In our patient above, QRS axis is + 30 degrees and T wave axis + 120 degrees, giving a QRS-T wave angle of 90 degrees. Such a wide angle (> 45 degrees) suggests T-wave inversion seen in lead I and aVL is pathological and due to a primary repolarisation abnormality of inferior infarction.

Early inferior infarction: A rightward facing T-wave axis produces a widened QRS-T wave angle, suggestive of a primary repolarisation abnormality in this case inferior infarction (note resultant ST vector)


AV block in inferior MI

Varying degrees of AV nodal block are common in inferior MI, as the AV node is supplied by the RCA in approximately 80% of the population. 20% of patients with inferior OMI will develop 2nd or 3rd degree AV block — around half of these will demonstrate a step wise progression as with our patient above, with the other half suffering abrupt onset.

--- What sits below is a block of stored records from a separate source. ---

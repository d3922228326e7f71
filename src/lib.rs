//! # Tierbind
//!
//! Tierbind places anonymous memory page by page across the tiers of a
//! heterogeneous NUMA system: local DRAM on one side, a slower explicitly
//! named node (e.g. CXL-attached memory) on the other. A per-page placement
//! map decides, for every page of a region, which tier physically backs it,
//! and a batched residency query reports afterwards which node actually
//! backs each page.
//!
//! ## Quickstart
//!
//! ```no_run
//! use tierbind::memory::NodeResidency;
//! use tierbind::{PlacementMap, Tier, TieredAllocator};
//!
//! // one local page, one page on remote node 1, faulted in immediately
//! let tiers = [Tier::Local, Tier::Remote];
//! let region = TieredAllocator::new()
//!     .prefault(true)
//!     .alloc(2 * 4096, PlacementMap::new(&tiers), 1)?
//!     .expect("non-zero size");
//! println!("{:?}", region.page_nodes()?);
//! region.dealloc();
//! # Ok::<(), tierbind::Error>(())
//! ```
//!
//! ## Crates
//!
//! - `tierbind-core`: the allocation, placement, and query logic, re-exported
//!   here.
//! - `tierbind-bin`: the `eval_placement` driver binary.
//!
//! ## Platform Support
//!
//! Linux only; requires kernel mempolicy support (`mbind`, `get_mempolicy`,
//! `move_pages`). Without it, binding and query operations fail with
//! [`Error::PolicyRejected`] / [`Error::QueryFailed`] instead of degrading.

pub use tierbind_core::{Error, PlacementMap, Result, Tier, TieredAllocator};

pub use tierbind_core::alloc;
pub use tierbind_core::memory;
pub use tierbind_core::placement;
pub use tierbind_core::util;
use thiserror::Error;

/// Errors that can occur during allocation, node binding, or residency queries.
///
/// Platform failures carry the originating errno as their [`std::io::Error`]
/// source. There are no retries and no fallback to a different node; the
/// allocator discards the whole region on any failure, so a partially bound
/// region is never observable.
#[derive(Debug, Error)]
pub enum Error {
    /// The placement map covers fewer pages than the region spans.
    #[error("placement map has {have} entries but the region spans {need} pages")]
    UndersizedPlacement {
        /// Entries in the caller's placement map
        have: usize,
        /// Pages in the rounded region
        need: usize,
    },
    /// A node id outside the addressable mask capacity was requested.
    #[error("node {node} is outside the supported range 0..{max}")]
    NodeOutOfRange {
        /// The requested node id
        node: usize,
        /// Mask capacity ([`MAX_NODES`](crate::memory::MAX_NODES))
        max: usize,
    },
    /// Reserving the anonymous virtual memory region failed.
    #[error("memory reservation failed: {0}")]
    ReservationFailed(#[source] std::io::Error),
    /// The kernel refused to bind a range to the requested node.
    #[error("node binding rejected: {0}")]
    PolicyRejected(#[source] std::io::Error),
    /// The batched residency query failed outright.
    #[error("residency query failed: {0}")]
    QueryFailed(#[source] std::io::Error),
}

/// Result type for tierbind operations.
pub type Result<T> = std::result::Result<T, Error>;
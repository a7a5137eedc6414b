use thiserror::Error;

/// 启动和运行阶段的错误
///
/// 请求级错误见 [`crate::utils::AppError`]。
#[derive(Error, Debug)]
pub enum ServerError {
    #[error("工作目录初始化失败: {0}")]
    WorkDir(#[from] std::io::Error),

    #[error("数据库初始化失败: {0}")]
    Database(String),

    #[error("HTTP 服务错误: {0}")]
    Http(String),

    #[error("内部服务器错误")]
    Internal(#[from] anyhow::Error),
}

/// 启动流程的 Result 类型别名
pub type Result<T> = std::result::Result<T, ServerError>;
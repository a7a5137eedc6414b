//! 工具模块 - 通用工具函数和类型
//!
//! # 内容
//!
//! - [`AppError`] - 应用错误类型
//! - [`AppJson`] - 带统一错误体的 JSON 提取器
//! - 日志、输入校验

pub mod error;
pub mod extract;
pub mod logger;
pub mod validation;

pub use error::{AppError, AppResult};
pub use extract::AppJson;
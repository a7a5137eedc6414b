// texflow-client/src/remote/oneshot.rs
// Oneshot Remote tier - 内存通信
//
// 需要启用 "in-process" feature

use std::sync::Arc;

use async_trait::async_trait;
use axum::Router;
use axum::body::Body;
use http::{Method, Request, header};
use serde_json::Value;
use tokio::sync::RwLock;
use tower::ServiceExt;

use super::{RemoteTier, decode_body};
use crate::{ClientError, ClientResult};

/// Oneshot Remote tier (内存调用)
///
/// 使用 Tower Service 的 oneshot 模式直接调用 Router，
/// 适用于同进程的服务器-客户端通信，零网络开销。
///
/// ```ignore
/// let router = texflow_server::build_app(&state).with_state(state);
/// let remote = OneshotRemote::new(router);
/// let products = remote.call(Method::GET, "/api/products", None).await?;
/// ```
#[derive(Debug, Clone)]
pub struct OneshotRemote {
    router: Arc<RwLock<Router>>,
}

impl OneshotRemote {
    /// `router` must already have its state attached
    pub fn new(router: Router) -> Self {
        Self {
            router: Arc::new(RwLock::new(router)),
        }
    }

    /// 替换 Router (服务端重建后)
    pub async fn replace_router(&self, router: Router) {
        *self.router.write().await = router;
    }
}

#[async_trait]
impl RemoteTier for OneshotRemote {
    async fn call(&self, method: Method, path: &str, body: Option<&Value>) -> ClientResult<Value> {
        let body = match body {
            Some(value) => Body::from(serde_json::to_vec(value)?),
            None => Body::empty(),
        };
        let request = Request::builder()
            .method(method)
            .uri(path)
            .header(header::CONTENT_TYPE, "application/json")
            .body(body)
            .map_err(|e| ClientError::Request(e.to_string()))?;

        let router = self.router.read().await.clone();
        let response = router
            .oneshot(request)
            .await
            .map_err(|e| ClientError::Http(format!("Oneshot call failed: {e}")))?;

        let status = response.status();
        let bytes = axum::body::to_bytes(response.into_body(), usize::MAX)
            .await
            .map_err(|e| ClientError::InvalidResponse(format!("Failed to read body: {e}")))?;

        if !status.is_success() {
            return Err(ClientError::from_response(status.as_u16(), &bytes));
        }
        decode_body(&bytes)
    }
}
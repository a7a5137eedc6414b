//! Server Implementation
//!
//! HTTP 服务器启动和管理

use std::net::SocketAddr;
use std::time::Duration;

use crate::core::{Config, Result, ServerError, ServerState};
use crate::routes::build_app;

/// HTTP Server
pub struct Server {
    config: Config,
    state: Option<ServerState>,
}

impl Server {
    pub fn new(config: Config) -> Self {
        Self {
            config,
            state: None,
        }
    }

    /// Create server with existing state (for sharing with oneshot)
    pub fn with_state(config: Config, state: ServerState) -> Self {
        Self {
            config,
            state: Some(state),
        }
    }

    pub async fn run(&self) -> Result<()> {
        // Create application state if not provided
        let state = match &self.state {
            Some(s) => s.clone(),
            None => ServerState::initialize(&self.config).await?,
        };

        let app = build_app(&state).with_state(state);

        let addr = SocketAddr::from(([0, 0, 0, 0], self.config.http_port));
        tracing::info!("🧵 TexFlow server starting on {}", addr);

        let handle = axum_server::Handle::new();

        // Handle shutdown signal
        let handle_clone = handle.clone();
        let grace = Duration::from_millis(self.config.shutdown_timeout_ms);
        tokio::spawn(async move {
            let _ = tokio::signal::ctrl_c().await;
            tracing::info!("Shutting down...");
            handle_clone.graceful_shutdown(Some(grace));
        });

        axum_server::bind(addr)
            .handle(handle)
            .serve(app.into_make_service())
            .await
            .map_err(|e| ServerError::Http(e.to_string()))?;

        tracing::info!("Server stopped");
        Ok(())
    }
}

Such blockade may be subtle in early stages, especially as these patients do not always manifest bradycardia due to concurrent sympathetic drive from pain and ischaemia. Identifying such AV blockade may assist in making the early diagnosis of inferior OMI, and allow us to monitor for progression to fatal bradyarrhythmias.

Note: SA nodal dysfunction is also common in inferior OMI, as the SA node is supplied by the RCA in the majority (60%) of patients. Manifestations include sinus bradycardia, sinus pauses, or SA block.


“Flattened” V2 and RV infarction

Most “normal” ECGs demonstrate some degree of ST elevation in right precordial leads, especially V2-3. A completely isoelectric ST segment as seen in our patient’s first ECG is abnormal and indicates a relative degree of ST depression.

In the absence of dedicated right-sided leads, V1 is the only standard ECG lead that looks directly at the right ventricle. Any degree of ST depression in V2 relative to V1 is suggestive of right ventricular infarction (note that V1 will not always manifest ST elevation).


  • In the early stages of inferior OMI, ST segment changes will not always be evident. Examine for other suggestive ECG features including reciprocal change in aVL, AV blockade, and flattening of the ST segment in V2 relative to V1
  • Reciprocal ST depression in aVL may be preceded by T-wave inversion. The QRS-T wave angle can assist us to determine if such T-wave inversion is normal variant or due to evolving inferior infarction
  • If in doubt, obtain serial ECGs early, ideally every 10 minutes in the initial assessment period!